Joining Mathew and Margaret are their three grown children: Woodrow (Lee Tergesen), Mathew’s tough, pragmatic heir apparent; Roanne, the feisty middle child (Katie Kresiler); and Donald (Karl Baker Olson), the youngest, who, as a sensitive liberal is the family’s black sheep. The family’s discussions are liquor-fueled and so is their empire: Mathew and Margaret ran a series of bars before settling into their current enterprise, which involves selling stolen auto parts.
It is between talking business that the family lights on the play’s central argument. The Horvaths are haunted by the absence of one family member who should be at their table but can’t; who years ago was brutally murdered in one of Mathew and Margaret’s bars under ambiguous circumstances.
Margaret wants to visit the murderer in his prison cell. It is her bid to offer mercy and in this way restore some kind of peace. With the murderer up for parole, however, the rest of her family is not in a peaceful mood. As battle lines are drawn, Donald, a once precocious child who seems to have been stunted in his growth, begins to question not only his family’s judgment in this matter but their entire system of values.
Things are tense with the Horvaths and get more so, when a conflict at work intertwines itself into the debate—a heated battle over just what this family believes in and what keeps it together, where staying together is the one thing they each seem to value above all.

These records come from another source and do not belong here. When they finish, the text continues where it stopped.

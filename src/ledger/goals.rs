//! Collection goals.

use serde::{Deserialize, Serialize};

use crate::core::TileType;

use super::GoalTracker;

/// Collect `target` tiles of one type.
#[derive(Clone, Copy, Debug, PartialEq, Eq, Serialize, Deserialize)]
pub struct CollectGoal {
    pub tile: TileType,
    pub target: u32,
    pub current: u32,
}

impl CollectGoal {
    #[must_use]
    pub const fn new(tile: TileType, target: u32) -> Self {
        Self { tile, target, current: 0 }
    }

    #[must_use]
    pub const fn is_complete(&self) -> bool {
        self.current >= self.target
    }
}

/// A level's goal list.
#[derive(Clone, Debug, Default, PartialEq, Eq, Serialize, Deserialize)]
pub struct CollectGoals {
    goals: Vec<CollectGoal>,
}

impl CollectGoals {
    #[must_use]
    pub fn new(goals: Vec<CollectGoal>) -> Self {
        Self { goals }
    }

    #[must_use]
    pub fn goals(&self) -> &[CollectGoal] {
        &self.goals
    }

    /// Every goal reached. Vacuously true for an empty list.
    #[must_use]
    pub fn all_complete(&self) -> bool {
        self.goals.iter().all(CollectGoal::is_complete)
    }
}

impl GoalTracker for CollectGoals {
    fn on_collected(&mut self, tile: TileType, count: u32) {
        if let Some(goal) = self.goals.iter_mut().find(|g| g.tile == tile) {
            goal.current = goal.current.saturating_add(count);
        }
    }
}
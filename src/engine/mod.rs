//! The match-3 engine.
//!
//! `MatchEngine` wires the board, matcher, resolver, budget and score
//! together and is the only type most callers need:
//!
//! - `new` / `with_streams` / `from_board`: start a level
//! - `apply_swap` / `apply_ability` / `apply_effect`: run a request to
//!   completion
//! - `begin_swap` / `begin_effect` + `step`: the same requests, paced one
//!   transition at a time
//! - `refresh` / `hint`: manual reshuffle and move suggestions
//!
//! ## Example
//!
//! ```
//! use rust_match3::core::LevelConfig;
//! use rust_match3::engine::{MatchEngine, SwapOutcome};
//! use rust_match3::ledger::ResourceBank;
//! use rust_match3::resolver::ResolveContext;
//!
//! let mut engine = MatchEngine::new(LevelConfig::new(8, 8), 42).unwrap();
//! let mut bank = ResourceBank::new();
//! let mut ctx = ResolveContext::new(&mut bank);
//!
//! let (a, b) = engine.hint().unwrap();
//! let outcome = engine.apply_swap(a, b, &mut ctx).unwrap();
//!
//! assert!(matches!(outcome, SwapOutcome::Accepted { moves_left: 23, .. }));
//! assert!(engine.score() >= 50);
//! ```

mod match_engine;
mod setup;

pub use match_engine::{AbilityResolution, MatchEngine, RevertReason, SwapOutcome, SwapStart};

Superbly acted and cleverly written, “Vengeance is the Lord’s” is a great night of theater that should serve as a catalyst for some equally great discussions between the courses of this season’s feasts. Playwright Bob Glaudini, who has also written TVs “NYPD Blue,” roots his musings on huge questions of justice, loyalty and mercy in the compelling conflicts of rich characters who speak with force and passion.

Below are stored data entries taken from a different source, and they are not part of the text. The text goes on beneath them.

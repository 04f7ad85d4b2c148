//! Collaborators handed to the resolver for one request.

use crate::core::{Cell, TileType};
use crate::ledger::{GoalTracker, ResourceLedger};

use super::SettleReport;

/// Context for resolving a cascade.
///
/// Callers build one per request and pass it to the engine. The engine
/// never holds on to it.
///
/// ```
/// use rust_match3::ledger::{CollectGoal, CollectGoals, ResourceBank};
/// use rust_match3::core::TileType;
/// use rust_match3::resolver::ResolveContext;
///
/// let mut bank = ResourceBank::new();
/// let mut goals = CollectGoals::new(vec![CollectGoal::new(TileType::Sun, 10)]);
/// let mut settled = 0;
///
/// let ctx = ResolveContext::new(&mut bank)
///     .with_goals(&mut goals)
///     .on_settled(|_| settled += 1);
/// drop(ctx);
/// ```
pub struct ResolveContext<'a> {
    /// Credited one unit per normal piece cleared.
    pub ledger: &'a mut dyn ResourceLedger,
    /// Notified one piece at a time, alongside the ledger.
    pub goals: Option<&'a mut dyn GoalTracker>,
    /// Called after every completed cascade.
    pub on_settled: Box<dyn FnMut(&SettleReport) + 'a>,
}

impl<'a> ResolveContext<'a> {
    /// Create a context crediting `ledger`, with no goals and no settle hook.
    pub fn new(ledger: &'a mut dyn ResourceLedger) -> Self {
        Self {
            ledger,
            goals: None,
            on_settled: Box::new(|_| {}),
        }
    }

    /// Add a goal tracker.
    #[must_use]
    pub fn with_goals(mut self, goals: &'a mut dyn GoalTracker) -> Self {
        self.goals = Some(goals);
        self
    }

    /// Add a settle hook.
    #[must_use]
    pub fn on_settled(mut self, hook: impl FnMut(&SettleReport) + 'a) -> Self {
        self.on_settled = Box::new(hook);
        self
    }

    /// Credit every cleared normal piece.
    pub(crate) fn credit(&mut self, cleared: &[(Cell, TileType)]) {
        for &(_, tile) in cleared {
            self.ledger.credit(tile, 1);
            if let Some(goals) = self.goals.as_deref_mut() {
                goals.on_collected(tile, 1);
            }
        }
    }

    pub(crate) fn settled(&mut self, report: &SettleReport) {
        (self.on_settled)(report);
    }
}

#[cfg(test)]
mod tests {
    use super::*;
    use crate::ledger::{CollectGoal, CollectGoals, ResourceBank};

    #[test]
    fn test_credit_reaches_ledger_and_goals() {
        let mut bank = ResourceBank::new();
        let mut goals = CollectGoals::new(vec![CollectGoal::new(TileType::Water, 2)]);
        {
            let mut ctx = ResolveContext::new(&mut bank).with_goals(&mut goals);
            ctx.credit(&[
                (Cell::new(0, 0), TileType::Water),
                (Cell::new(1, 0), TileType::Water),
                (Cell::new(2, 0), TileType::Earth),
            ]);
        }
        assert_eq!(bank.balance(TileType::Water), 2);
        assert_eq!(bank.balance(TileType::Earth), 1);
        assert!(goals.all_complete());
    }

    #[test]
    fn test_settle_hook() {
        let mut bank = ResourceBank::new();
        let mut seen = Vec::new();
        {
            let mut ctx = ResolveContext::new(&mut bank).on_settled(|report| seen.push(report.score));
            ctx.settled(&SettleReport { score: 150, ..SettleReport::default() });
        }
        assert_eq!(seen, vec![150]);
    }
}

The play is also a feast for the eyes as the Horvaths are housed in a truly impressive piece of architecture, designed by Eugene Lee. Surrounded by a menacing chain link fence, it features an innocent shingled exterior and, a series of homey, modestly furnished rooms revealed by a slowly revolving turntable. The movement built into the set plays well with the cadence of Glaudini’s sharp dialogue and the play’s steadily escalating tension.